Read our latest World in Transition content
Our views on changing dynamics in energy, ESG, finance, globalization and US policy.
Lenders, companies and others transacting business with potential US sanctions targets: Look out for new, shifting priorities
Although the Biden Administration’s use of broad US sanctions will likely differ from the prior administration, sanctions will remain a critical US foreign policy tool, and use of more targeted sanctions may continue to grow.

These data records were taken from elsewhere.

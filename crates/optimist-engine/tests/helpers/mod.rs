//! Test helpers para optimist-engine.

#![allow(dead_code, unused_imports)]

pub mod fixtures;
pub mod remote;

use std::sync::Arc;

use optimist_engine::{EngineConfig, OptimistEngine, RecordingSink, default_graph};
use optimist_remote::RemoteService;

pub use fixtures::*;
pub use remote::FailingRemote;

/// Inicializa tracing para los tests (RUST_LOG=optimist_engine=debug).
pub fn init_tracing() {
    let _ = tracing_subscriber::fmt()
        .with_env_filter(tracing_subscriber::EnvFilter::from_default_env())
        .with_test_writer()
        .try_init();
}

/// Config de tests: sin refetch en background para que los asserts sean deterministas.
pub fn test_config() -> EngineConfig {
    EngineConfig::default().with_background_refetch(false)
}

/// Crea un engine con el grafo por defecto y un sink que graba eventos.
pub fn engine_with(
    config: EngineConfig,
    remote: Arc<dyn RemoteService>,
) -> (OptimistEngine, Arc<RecordingSink>) {
    init_tracing();
    let sink = Arc::new(RecordingSink::new());
    let engine = OptimistEngine::with_telemetry(config, remote, default_graph(), sink.clone());
    (engine, sink)
}

pub fn engine(remote: Arc<dyn RemoteService>) -> (OptimistEngine, Arc<RecordingSink>) {
    engine_with(test_config(), remote)
}
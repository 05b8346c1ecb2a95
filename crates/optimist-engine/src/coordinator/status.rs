//! Status change: an update of the status field with derived counters.

use optimist_core::{CoreError, Domain, EntityId, record};
use optimist_remote::{RemoteOperation, RemoteResponse};
use serde_json::{Map, Value};

use super::{Invocation, MutationCoordinator};
use crate::error::MutationError;
use crate::telemetry::MutationKind;

impl MutationCoordinator {
    /// Moves an entity to a new status.
    ///
    /// Behaves like [`update`](Self::update) with a patch of the status
    /// field. When the entity type has status counters registered, the
    /// counter of the old status is decremented and the counter of the new
    /// one incremented in the same patch, so a rollback restores both.
    pub async fn change_status(
        &self,
        entity_type: impl Into<Domain>,
        id: impl Into<EntityId>,
        status: impl Into<String>,
    ) -> Result<Value, MutationError> {
        let kind = MutationKind::ChangeStatus;
        let entity_type = entity_type.into();
        let id = id.into();
        let status = status.into();

        self.require_target(kind, &id)?;
        if status.trim().is_empty() {
            return Err(self.reject(kind, CoreError::invalid_patch("status", "status is blank")));
        }
        self.check_cached(kind, &entity_type, &id)?;

        let patch = self.status_patch(&entity_type, &status);
        let mut invocation = self.begin(kind, &entity_type);
        self.apply_update(&mut invocation, &entity_type, &id, &patch);
        self.applied(&invocation);

        let operation = RemoteOperation::set_status(
            entity_type.clone(),
            id.clone(),
            self.status_field(&entity_type),
            &status,
        );
        match self
            .perform(&operation)
            .await
            .and_then(RemoteResponse::into_entity)
        {
            Ok(entity) => {
                let keep = self.write_canonical(&entity_type, &id, &entity);
                self.commit(invocation, &keep);
                Ok(entity)
            },
            Err(error) => {
                self.rollback(invocation, &error);
                Err(error.into())
            },
        }
    }

    /// Name of the status field of `entity_type`, `status` unless its
    /// counters declare another one.
    fn status_field(&self, entity_type: &Domain) -> &str {
        self.graph
            .status_counters(entity_type)
            .map_or("status", |counters| counters.field())
    }

    /// Builds the patch setting the status field of `entity_type`.
    pub(super) fn status_patch(&self, entity_type: &Domain, status: &str) -> Value {
        let mut patch = Map::new();
        patch.insert(self.status_field(entity_type).to_string(), Value::from(status));
        Value::Object(patch)
    }

    /// Moves one unit between status counters in a single patch of the stats
    /// key. `from: None` only increments, `to: None` only decrements.
    pub(super) fn apply_status_counters(
        &self,
        invocation: &mut Invocation,
        entity_type: &Domain,
        from: Option<&str>,
        to: Option<&str>,
    ) {
        if from == to {
            return;
        }
        let Some(counters) = self.graph.status_counters(entity_type) else {
            return;
        };
        let decrement = from.and_then(|status| counters.counter_for(status));
        let increment = to.and_then(|status| counters.counter_for(status));
        if decrement.is_none() && increment.is_none() {
            return;
        }

        invocation.patch(&self.store, counters.stats_key(), |_, data| {
            let mut changed = false;
            if let Some(field) = decrement {
                changed |= record::adjust_counter(data, field, -1);
            }
            if let Some(field) = increment {
                changed |= record::adjust_counter(data, field, 1);
            }
            changed
        });
    }
}
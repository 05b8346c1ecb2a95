//! Create: prepend a placeholder entity and swap it for the canonical one.

use std::collections::BTreeMap;

use optimist_core::{CacheKey, CoreError, Domain, EntityId, KeyKind, KeyPrefix, keys, record};
use optimist_remote::{RemoteError, RemoteOperation, RemoteResponse};
use serde_json::Value;
use tracing::debug;

use super::{Invocation, MutationCoordinator};
use crate::error::MutationError;
use crate::telemetry::MutationKind;

impl MutationCoordinator {
    /// Creates an entity.
    ///
    /// The fields are prepended, under a temporary id, to every cached first
    /// page whose filters they match, and the matching counts grow by one.
    /// On commit the placeholder is replaced in place by the canonical
    /// entity, so the temporary id never survives a successful create.
    pub async fn create(
        &self,
        entity_type: impl Into<Domain>,
        fields: Value,
    ) -> Result<Value, MutationError> {
        let kind = MutationKind::Create;
        let entity_type = entity_type.into();

        let object = record::require_object(&fields).map_err(|e| self.reject(kind, e))?;
        if object.contains_key(record::ID_FIELD) {
            return Err(self.reject(
                kind,
                CoreError::invalid_patch(record::ID_FIELD, "identifiers are assigned remotely"),
            ));
        }

        let temporary = EntityId::temporary();
        let mut placeholder = fields.clone();
        if let Value::Object(map) = &mut placeholder {
            map.insert(
                record::ID_FIELD.to_string(),
                Value::from(temporary.as_str()),
            );
        }

        let mut invocation = self.begin(kind, &entity_type);
        self.apply_create(&mut invocation, &entity_type, &placeholder);
        self.applied(&invocation);

        let operation = RemoteOperation::create(entity_type.clone(), fields);
        let outcome = self
            .perform(&operation)
            .await
            .and_then(RemoteResponse::into_entity)
            .and_then(|entity| match record::require_id(&entity) {
                Ok(id) => Ok((id, entity)),
                Err(e) => Err(RemoteError::MalformedResponse(e.to_string())),
            });

        match outcome {
            Ok((id, entity)) => {
                self.swap_placeholder(&entity_type, &temporary, &entity);
                let detail = keys::detail(entity_type.clone(), &id);
                self.store.set(detail.clone(), entity.clone());
                self.commit(invocation, &[detail]);
                Ok(entity)
            },
            Err(error @ RemoteError::MalformedResponse(_)) => {
                self.rollback(invocation, &error);
                // El servidor pudo haber creado la entidad igualmente
                self.invalidate_affected(&entity_type, &[]);
                Err(error.into())
            },
            Err(error) => {
                self.rollback(invocation, &error);
                Err(error.into())
            },
        }
    }

    fn apply_create(&self, invocation: &mut Invocation, entity_type: &Domain, placeholder: &Value) {
        let non_filters = self.non_filters();

        let lists = KeyPrefix::kind(entity_type.clone(), KeyKind::List);
        invocation.patch(&self.store, &lists, |key, data| {
            if !key.params().admits(placeholder, non_filters) {
                return false;
            }
            let Some(items) = record::list_items_mut(data) else {
                return false;
            };
            items.insert(0, placeholder.clone());
            record::adjust_list_total(data, 1);
            true
        });

        let deltas: BTreeMap<CacheKey, i64> = self
            .matching_counts(entity_type, placeholder)
            .into_iter()
            .map(|key| (key, 1))
            .collect();
        invocation.adjust_counts(&self.store, &deltas);

        if let Some(counters) = self.graph.status_counters(entity_type) {
            let to = placeholder.get(counters.field()).and_then(Value::as_str);
            self.apply_status_counters(invocation, entity_type, None, to);
        }
    }

    /// Replaces the placeholder with the canonical entity in the same slot.
    fn swap_placeholder(&self, entity_type: &Domain, temporary: &EntityId, entity: &Value) {
        let lists = KeyPrefix::kind(entity_type.clone(), KeyKind::List);
        let swapped = self.store.patch_many(&lists, |_, data| {
            let Some(items) = record::list_items_mut(data) else {
                return false;
            };
            match items.iter_mut().find(|item| record::has_id(item, temporary)) {
                Some(item) => {
                    *item = entity.clone();
                    true
                },
                None => false,
            }
        });
        debug!(
            temporary = %temporary,
            lists = swapped.len(),
            "Placeholder swapped for canonical entity"
        );
    }
}

#[cfg(test)]
mod tests {
    use super::*;
    use std::sync::Arc;

    use optimist_core::KeyParams;
    use optimist_remote::ScriptedRemote;
    use serde_json::json;

    use crate::config::EngineConfig;
    use crate::executor::QueryExecutor;
    use crate::invalidation::default_graph;
    use crate::metrics::EngineMetrics;
    use crate::store::CacheStore;

    fn coordinator() -> MutationCoordinator {
        let config = Arc::new(EngineConfig::default().with_background_refetch(false));
        let executor = QueryExecutor::new(CacheStore::new(), config.clone(), EngineMetrics::new());
        MutationCoordinator::new(
            executor,
            Arc::new(default_graph()),
            Arc::new(ScriptedRemote::new()),
            config,
            EngineMetrics::new(),
        )
    }

    #[test]
    fn test_placeholder_only_enters_matching_first_pages() {
        let coordinator = coordinator();
        let first = keys::list("clients", KeyParams::new().with("page", 1));
        let second = keys::list("clients", KeyParams::new().with("page", 2));
        let archived = keys::list("clients", KeyParams::new().with("status", "archived"));
        let count = keys::count("clients", KeyParams::new());
        for key in [&first, &second, &archived] {
            coordinator.store.set(key.clone(), json!([]));
        }
        coordinator.store.set(count.clone(), json!(7));

        let placeholder = json!({"id": "tmp-1", "status": "active"});
        let mut invocation = coordinator.begin(MutationKind::Create, &Domain::clients());
        coordinator.apply_create(&mut invocation, &Domain::clients(), &placeholder);

        assert_eq!(coordinator.store.data(&first), Some(json!([placeholder])));
        assert_eq!(coordinator.store.data(&second), Some(json!([])));
        assert_eq!(coordinator.store.data(&archived), Some(json!([])));
        assert_eq!(coordinator.store.data(&count), Some(json!(8)));
    }

    #[tokio::test]
    async fn test_create_rejects_client_ids() {
        let coordinator = coordinator();
        let err = coordinator
            .create("clients", json!({"id": "mine", "name": "Ann"}))
            .await
            .unwrap_err();
        assert!(err.is_validation());

        let err = coordinator.create("clients", json!([1])).await.unwrap_err();
        assert!(err.is_validation());
    }
}
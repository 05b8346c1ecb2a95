//! Delete: remove an entity from every cached collection.

use std::collections::BTreeMap;

use optimist_core::{CacheKey, Domain, EntityId, KeyKind, KeyPrefix, keys, record};
use optimist_remote::{RemoteOperation, RemoteResponse};
use serde_json::Value;

use super::{Invocation, MutationCoordinator};
use crate::error::MutationError;
use crate::telemetry::MutationKind;

impl MutationCoordinator {
    /// Removes the entity from every cached list and decrements the paired
    /// counts, then asks the remote service to delete it.
    ///
    /// The detail entry is only dropped once the remote service confirms.
    /// On failure every list comes back with its original ordering.
    pub async fn delete(
        &self,
        entity_type: impl Into<Domain>,
        id: impl Into<EntityId>,
    ) -> Result<Value, MutationError> {
        let kind = MutationKind::Delete;
        let entity_type = entity_type.into();
        let id = id.into();

        self.require_target(kind, &id)?;
        self.check_cached(kind, &entity_type, &id)?;

        let mut invocation = self.begin(kind, &entity_type);
        self.apply_delete(&mut invocation, &entity_type, &id);
        self.applied(&invocation);

        let operation = RemoteOperation::delete(entity_type.clone(), id.clone());
        match self
            .perform(&operation)
            .await
            .and_then(RemoteResponse::into_entity)
        {
            Ok(response) => {
                self.store.remove(&keys::detail(entity_type.clone(), &id));
                self.commit(invocation, &[]);
                Ok(response)
            },
            Err(error) => {
                self.rollback(invocation, &error);
                Err(error.into())
            },
        }
    }

    /// Optimistic step shared by delete and bulk delete.
    pub(super) fn apply_delete(
        &self,
        invocation: &mut Invocation,
        entity_type: &Domain,
        id: &EntityId,
    ) {
        let before = self.cached_record(entity_type, id);

        let mut emptied = Vec::new();
        let lists = KeyPrefix::kind(entity_type.clone(), KeyKind::List);
        invocation.patch(&self.store, &lists, |key, data| {
            let Some(items) = record::list_items_mut(data) else {
                return false;
            };
            let len = items.len();
            items.retain(|item| !record::has_id(item, id));
            let removed = (len - items.len()) as i64;
            if removed == 0 {
                return false;
            }
            record::adjust_list_total(data, -removed);
            emptied.push(key.clone());
            true
        });

        let mut deltas: BTreeMap<CacheKey, i64> = emptied
            .iter()
            .filter_map(CacheKey::paired_count)
            .map(|key| (key, -1))
            .collect();
        if let Some(before) = &before {
            for key in self.matching_counts(entity_type, before) {
                deltas.entry(key).or_insert(-1);
            }
        }
        invocation.adjust_counts(&self.store, &deltas);

        if let Some(counters) = self.graph.status_counters(entity_type) {
            let from = before
                .as_ref()
                .and_then(|record| record.get(counters.field()))
                .and_then(Value::as_str);
            self.apply_status_counters(invocation, entity_type, from, None);
        }
    }
}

The Biden Administration is likely to take a more multilateral approach to sanctions implementation and to consider potential unintended consequences and collateral damage of individual sanctions measures. One can expect more tit-for-tat US responses involving expanded use of a coalition of allies to perceived actions by Russia and others, a potential regrouping with Europe and Japan to address Iran, and maybe seeking a grand bargain on Iran’s activities outside of nuclear technology in exchange for sanctions easing. The US Treasury Department’s Office of Foreign Assets Control (OFAC) is asserting expanded enforcement jurisdiction, including restricting use of the US dollar and narrowing exemptions for informational materials. We can also expect to see more countermeasures and continued skepticism from governments and companies outside the US in response to the impact of US sanctions measures on international business transactions with no US nexus. The question remains whether these reactions and countermeasures might eventually compromise the primacy of the US dollar in the global marketplace.
What this means for you
Potential sanctions targets should expect closer correlation between sanctions measures and White House statements. Markets should expect fewer broad sanctions actions that cause large market disruptions. Humanitarian and international organizations should expect more sanctions exceptions that make their work in sanctioned locations easier, as well as fewer new sanctions actions that frustrate their work. US targeting priorities may shift away from Cuba and Venezuela and toward Russia. Human rights and corruption should remain high priorities. Foreign companies that do business with sanctioned persons or in sanctioned locations—and use US dollars to do so—could find themselves the subject of an OFAC investigation. Knowing this, lenders may continue to tighten sanctions provisions in credit agreements. In addition, trade in artwork may be circumscribed, as interpretations of the exemptions for informational materials narrow.
Steps to take now
This is an opportune time to implement or enhance sanctions compliance policies and procedures. Lenders might consider adjusting the sanctions provisions in their credit agreements to take into account OFAC’s expanded jurisdictional reach, and borrowers might review any potentially sanctions-related activities to ensure that they comply with their existing representations, warranties and covenants. Non-US companies that work with sanctioned persons or involve sanctioned locations should ensure that they do so in compliance with US sanctions laws and without triggering designation or secondary sanctions risks. Businesses and individuals that rely on sanctions exemptions for informational materials (including artwork) should make sure they can show their trade in these materials is legitimate and not a means of evading sanctions restrictions.